Quote from bhardy307:
Are you sure? If the Euro is going down and USD is consequently going up, anything priced in USD fall. There would have to be a complete collapse in confidence of all major currencies to ensure a real rush into gold and silver. In the meantime, stock markets all over the world are collapsing. Gold tends to fall as a result of this since traders are desperately looking for cash to cover their losses.
Law of One Price and Arbitrage Pricing Theory say that whether it's Euro or Dollar Denominated Gold and precious medals that they must be worth the same or else there is an arbitrage opportunity.
This is the hyperinflationary scenario envisioned by the NIA, and I think the Euro's collapse will confirm for us the failure of sovereigns is all but assured.
It's a nightmare I woke up from to beg my dad to sell because these problems aren't just much worse than our credit crisis, again, they are 156 times worse because of the scope and lack of economies of scale in dealing with financial problems as big as those of entire nations.
However the ECB decides to handle it it's nice that we're watching them go through it before us because we'll see a Semi-Sovereign like California declrare bankruptcy and that could be the signal that could be the trigger when it comes time to re-up once again and default yet again on our Treasury obligations as the Federal government orchestrates a bailout of State governments likely to include California, New York, and a few other states under major financial distress.
So, yes, I'm sure. It will be interesting following a chart of this occuring, especially the first time interest rates globally spike, gold and precious medals sky rocket because of interest rate carry and arbitrage opportunities as the Euro crashes and struggles for prices denominated globally to reach equilibrium which I estimate in order for the Euro to fall as much as it needs to would mean Euro is worth much less than parity with the US Dollar, around 0.8-0.9 as I have said.

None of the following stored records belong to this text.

//! Structural builder
//!
//!     Consumes the semantic token stream and arranges it into the block tree. The builder is
//!     a push-down machine: the block being filled is `current`, the blocks it is nested in
//!     wait on `parents`, and tokens accumulate into the logical line under construction until
//!     its `Newline` arrives.
//!
//!     Between statements the stream carries comment lines, blank lines and the layout markers:
//!
//!         - Comment-only and blank lines become pending attachments.
//!         - `Indent` is only legal right after a line ending in `:`. It arms the builder so
//!           the next `Indentation` token opens a block with that exact indentation.
//!         - `Dedent` closes the current block and hands it to the last line of its parent as
//!           that line's body.
//!         - `Indentation` starts the next statement, which takes every pending attachment as
//!           leading attachments.
//!
//!     When a block closes, the pending run that ends in a comment and whose comments are all
//!     still indented at the block's level stays behind as the block's trailing attachments.
//!     The remaining attachments move outward.
//!
//!     Comments are placed by column. One that sits left of the owning block's column is
//!     relocated to the block indentation. One at or right of it keeps its whitespace: as an
//!     offset when the whitespace extends the block's indentation text, verbatim otherwise.

use super::error::StructuralError;
use crate::py::ast::elements::{Block, Code, CommentAttachment, LogicalLine};
use crate::py::ast::range::Position;
use crate::py::lexing::transformations::indentation_width;
use crate::py::parsing::ParseError;
use crate::py::token::{Token, TokenKind};
use tracing::debug;

/// A comment line or blank line that has not found its owner yet
#[derive(Debug)]
enum Pending {
    Blank { line: usize },
    Comment { whitespace: String, token: Token },
}

impl Pending {
    fn attach(self, block: &Placement) -> CommentAttachment {
        match self {
            Pending::Blank { line } => CommentAttachment::blank(line),
            Pending::Comment { whitespace, token } => {
                let relocated = block.is_outdented(&whitespace);
                let absolute = !relocated && !whitespace.starts_with(block.indent);
                let offset = if relocated {
                    debug!(
                        position = %token.start(),
                        indent = ?block.indent,
                        "relocating comment to block indentation"
                    );
                    ""
                } else if absolute {
                    whitespace.as_str()
                } else {
                    &whitespace[block.indent.len()..]
                };
                CommentAttachment::Comment {
                    offset: offset.to_string(),
                    text: token.text().to_string(),
                    position: token.start(),
                    relocated,
                    absolute,
                    span: token.span(),
                }
            }
        }
    }
}

/// Indentation of the block an attachment is being placed in
struct Placement<'a> {
    indent: &'a str,
    width: usize,
    tab_size: usize,
}

impl Placement<'_> {
    /// True when `whitespace` ends left of the block's column
    fn is_outdented(&self, whitespace: &str) -> bool {
        indentation_width(whitespace, self.tab_size) < self.width
    }
}

/// Length of the leading run of `pending` that stays with `block`
fn trailing_run(pending: &[Pending], block: &Placement) -> usize {
    let mut take = 0;
    for (idx, item) in pending.iter().enumerate() {
        if let Pending::Comment { whitespace, .. } = item {
            if block.is_outdented(whitespace) {
                break;
            }
            take = idx + 1;
        }
    }
    take
}

/// Incremental tree builder fed one token at a time
pub struct Builder {
    tab_size: usize,
    current: Block,
    parents: Vec<Block>,
    line: Vec<Token>,
    line_leading: Vec<CommentAttachment>,
    brackets: Vec<Token>,
    pending: Vec<Pending>,
    comment_whitespace: Option<String>,
    in_comment_line: bool,
    /// Line number of a scope opener still waiting for its body
    awaiting_body: Option<usize>,
    opening: bool,
    ended: bool,
    last_end: Position,
}

impl Builder {
    pub fn new(tab_size: usize) -> Self {
        Self {
            tab_size,
            current: Block::root(),
            parents: Vec::new(),
            line: Vec::new(),
            line_leading: Vec::new(),
            brackets: Vec::new(),
            pending: Vec::new(),
            comment_whitespace: None,
            in_comment_line: false,
            awaiting_body: None,
            opening: false,
            ended: false,
            last_end: Position::default(),
        }
    }

    pub fn push(&mut self, token: Token) -> Result<(), StructuralError> {
        if self.ended {
            return Err(unexpected(&token));
        }
        self.last_end = token.end();
        if self.line.is_empty() {
            self.push_between_lines(token)
        } else {
            self.push_in_line(token)
        }
    }

    /// Complete the tree. The stream must have reached its `Endmarker`.
    pub fn finish(mut self) -> Result<Code, StructuralError> {
        if !self.ended {
            let end = Token::marker(TokenKind::Endmarker, 0, self.last_end);
            self.push(end)?;
        }
        Ok(Code::new(self.current, self.tab_size))
    }

    fn push_between_lines(&mut self, token: Token) -> Result<(), StructuralError> {
        match token.kind() {
            TokenKind::Whitespace => {
                self.comment_whitespace = Some(token.text().to_string());
            }
            TokenKind::Comment => {
                let whitespace = self.comment_whitespace.take().unwrap_or_default();
                self.pending.push(Pending::Comment { whitespace, token });
                self.in_comment_line = true;
            }
            TokenKind::Nl => {
                if self.in_comment_line {
                    self.in_comment_line = false;
                } else {
                    self.pending.push(Pending::Blank {
                        line: token.start().line,
                    });
                }
            }
            TokenKind::Indent => {
                if self.awaiting_body.is_none() || self.opening {
                    return Err(StructuralError::UnexpectedIndent {
                        position: token.start(),
                    });
                }
                self.opening = true;
            }
            TokenKind::Dedent => {
                self.expect_no_body(&token)?;
                self.close_block(&token)?;
            }
            TokenKind::Indentation => {
                if self.opening {
                    self.open_block(&token);
                } else {
                    self.expect_no_body(&token)?;
                }
                let placement = Placement {
                    indent: self.current.indent(),
                    width: self.current.width(),
                    tab_size: self.tab_size,
                };
                self.line_leading = self
                    .pending
                    .drain(..)
                    .map(|item| item.attach(&placement))
                    .collect();
                self.line.push(token);
            }
            TokenKind::Endmarker => self.end(&token)?,
            _ => return Err(unexpected(&token)),
        }
        Ok(())
    }

    fn push_in_line(&mut self, token: Token) -> Result<(), StructuralError> {
        match token.kind() {
            TokenKind::Newline => {
                self.line.push(token);
                self.complete_line();
            }
            TokenKind::OpenBracket => {
                self.brackets.push(token.clone());
                self.line.push(token);
            }
            TokenKind::CloseBracket => {
                self.brackets.pop();
                self.line.push(token);
            }
            // Markers only interrupt a line when the input ends inside it
            TokenKind::Dedent | TokenKind::Endmarker => return Err(self.unfinished_line()),
            TokenKind::Indent | TokenKind::Indentation => return Err(unexpected(&token)),
            _ => self.line.push(token),
        }
        Ok(())
    }

    fn complete_line(&mut self) {
        let tokens = std::mem::take(&mut self.line);
        let leading = std::mem::take(&mut self.line_leading);
        let line = LogicalLine::new(tokens).with_leading(leading);
        if line.opens_block() {
            self.awaiting_body = Some(line.start().line);
        }
        self.current.lines.push(line);
    }

    fn unfinished_line(&self) -> StructuralError {
        match self.brackets.last() {
            Some(open) => StructuralError::UnclosedBracket {
                open: open.text().chars().next().unwrap_or('('),
                position: open.start(),
            },
            None => StructuralError::MissingFinalNewline {
                position: self.line.last().map(Token::end).unwrap_or(self.last_end),
            },
        }
    }

    fn expect_no_body(&self, token: &Token) -> Result<(), StructuralError> {
        match self.awaiting_body {
            Some(line) => Err(StructuralError::ExpectedIndentedBlock {
                line,
                position: token.end(),
            }),
            None => Ok(()),
        }
    }

    fn open_block(&mut self, token: &Token) {
        let indent = token.text();
        let width = indentation_width(indent, self.tab_size);
        debug!(
            depth = self.parents.len() + 1,
            indent = ?indent,
            line = token.start().line,
            "opening block"
        );
        let parent = std::mem::replace(&mut self.current, Block::new(indent, width));
        self.parents.push(parent);
        self.opening = false;
        self.awaiting_body = None;
    }

    fn close_block(&mut self, token: &Token) -> Result<(), StructuralError> {
        let parent = self.parents.pop().ok_or_else(|| unexpected(token))?;
        let mut block = std::mem::replace(&mut self.current, parent);

        let placement = Placement {
            indent: block.indent(),
            width: block.width(),
            tab_size: self.tab_size,
        };
        let take = trailing_run(&self.pending, &placement);
        let trailing: Vec<CommentAttachment> = self
            .pending
            .drain(..take)
            .map(|item| item.attach(&placement))
            .collect();
        block.trailing = trailing;
        debug!(
            depth = self.parents.len() + 1,
            lines = block.lines.len(),
            trailing = block.trailing.len(),
            "closing block"
        );

        let owner = self
            .current
            .lines
            .last_mut()
            .ok_or_else(|| unexpected(token))?;
        owner.body = Some(block);
        Ok(())
    }

    fn end(&mut self, token: &Token) -> Result<(), StructuralError> {
        if self.in_comment_line {
            return Err(StructuralError::MissingFinalNewline {
                position: token.start(),
            });
        }
        self.expect_no_body(token)?;
        if !self.parents.is_empty() {
            return Err(unexpected(token));
        }
        let placement = Placement {
            indent: "",
            width: 0,
            tab_size: self.tab_size,
        };
        let trailing: Vec<CommentAttachment> = self
            .pending
            .drain(..)
            .map(|item| item.attach(&placement))
            .collect();
        self.current.trailing = trailing;
        self.ended = true;
        Ok(())
    }
}

fn unexpected(token: &Token) -> StructuralError {
    StructuralError::UnexpectedToken {
        found: token.kind(),
        position: token.start(),
    }
}

/// Build the block tree from a semantic token stream
pub fn build<I>(tokens: I, tab_size: usize) -> Result<Code, ParseError>
where
    I: IntoIterator<Item = Result<Token, ParseError>>,
{
    let mut builder = Builder::new(tab_size);
    for token in tokens {
        builder.push(token?)?;
    }
    Ok(builder.finish()?)
}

Trade accordingly, but I really don't advise anybody to hold stocks if they're merely expecting inflation to carry their investments because just as Bill Gross is finding his decision to exit longer term bonds may have been his worst decision ever as PIMCO's portfolio manager. The "cry in your beer" comment means he's aware that he made a mistake in his timing, but I'm sure he'll be proven right because it is absolutely impossible for our Fed to maintain rates at their current levels without another round of quantitative easing and more hyperinflation that is understated by our government through the use of hedonics and geometric weighting. I don't really know how fast inflation is rising, or the real interest rates, but if you're not an economist and have no data then this is impossible to say because truly their dependence on government collected statistics, especially ones recorded by the BLS and Federal Reserve, are seriously suspicious as to have been manipulated out of necessity where than veracity.

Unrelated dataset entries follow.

//! Source normalization
//!
//!     Everything downstream of this module assumes UTF-8 text with `\n` line endings. Sources
//!     come either as a text blob or as a line supplier (each line keeping its own terminator,
//!     the way a file reader hands them out); both end up as one normalized [`SourceText`].
//!
//!     `\r\n` and lone `\r` become `\n`. Nothing else is touched here: trailing whitespace is the
//!     tokenizer's business since it must not be stripped inside string literals.

use super::common::TokenizeError;
use crate::py::ast::range::SourceLocation;
use std::borrow::Cow;

/// Normalized source text, ready for tokenization
#[derive(Debug, Clone, PartialEq, Eq)]
pub struct SourceText {
    text: String,
}

impl SourceText {
    /// Normalize a text blob
    pub fn from_text(text: &str) -> Self {
        Self {
            text: normalize_line_endings(text).into_owned(),
        }
    }

    /// Normalize a sequence of lines, each retaining its line terminator
    pub fn from_lines<I, S>(lines: I) -> Self
    where
        I: IntoIterator<Item = S>,
        S: AsRef<str>,
    {
        let mut text = String::new();
        for line in lines {
            text.push_str(line.as_ref());
        }
        Self::from_text(&text)
    }

    /// Decode raw bytes as UTF-8 and normalize them
    pub fn from_bytes(bytes: &[u8]) -> Result<Self, TokenizeError> {
        match std::str::from_utf8(bytes) {
            Ok(text) => Ok(Self::from_text(text)),
            Err(err) => {
                let valid_up_to = err.valid_up_to();
                // The prefix is valid by definition
                let valid = String::from_utf8_lossy(&bytes[..valid_up_to]);
                let position = SourceLocation::new(&valid).byte_to_position(valid_up_to);
                Err(TokenizeError::InvalidUtf8 { position })
            }
        }
    }

    pub fn as_str(&self) -> &str {
        &self.text
    }

    pub fn len(&self) -> usize {
        self.text.len()
    }

    pub fn is_empty(&self) -> bool {
        self.text.is_empty()
    }

    pub fn ends_with_newline(&self) -> bool {
        self.text.ends_with('\n')
    }
}

impl From<&str> for SourceText {
    fn from(text: &str) -> Self {
        Self::from_text(text)
    }
}

fn normalize_line_endings(text: &str) -> Cow<'_, str> {
    if !text.contains('\r') {
        return Cow::Borrowed(text);
    }
    let mut normalized = String::with_capacity(text.len());
    let mut chars = text.chars().peekable();
    while let Some(ch) = chars.next() {
        if ch == '\r' {
            if chars.peek() == Some(&'\n') {
                chars.next();
            }
            normalized.push('\n');
        } else {
            normalized.push(ch);
        }
    }
    Cow::Owned(normalized)
}

#[cfg(test)]
mod tests {
    use super::*;
    use crate::py::ast::range::Position;

    #[test]
    fn test_line_endings_are_normalized() {
        let source = SourceText::from_text("a = 1\r\nb = 2\rc = 3\n");
        assert_eq!(source.as_str(), "a = 1\nb = 2\nc = 3\n");
    }

    #[test]
    fn test_from_lines_keeps_terminators() {
        let source = SourceText::from_lines(["if x:\r\n", "    pass\n"]);
        assert_eq!(source.as_str(), "if x:\n    pass\n");
        assert!(source.ends_with_newline());
    }

    #[test]
    fn test_invalid_utf8_reports_position() {
        let bytes = b"a = 1\nb = '\xff'\n";
        let err = SourceText::from_bytes(bytes).unwrap_err();
        assert_eq!(
            err,
            TokenizeError::InvalidUtf8 {
                position: Position::new(2, 5)
            }
        );
    }
}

I'm more concerned that we will try get involved beyond our limited currency swap agreements, and though I'm sure they're priced consistently, those swaps are so the ECB has leverage to intervene using currencies other than Euros, but if they tap their lines and are unable to pay, it is very likely that those swaps will lead to more European defaults and send USD's down with it, and that's the armageddon time where there won't be any way to even afford a loaf of bread, much less an ounce of silver or gold.
Think about it, bhardy, and to the OP, I wish you had more input than listening to me rattle on about the Euro Crisis, and what may soon come in addition to that is its cause the European Sovereign debt crisis, which will make the problem at least twice as worst or 312 times bigger of a problem than the 156 times we have right now when we're facing a central bank who does not feel committing funds just to lose them is worth the risk, and I agree.
Most of the headlines should support this conclusion, but the economics point of it is obvious, if you understand a lot of macroeconomics, not the misconceptions that pervade our financial media cheerleaders like CNBC. Bloomberg doesn't have as big of a problem when it comes to that, but certainly nearly always features a commentator telling you to buy stocks when they could be the worst investment of the next decade no matter how well adept you are at picking them.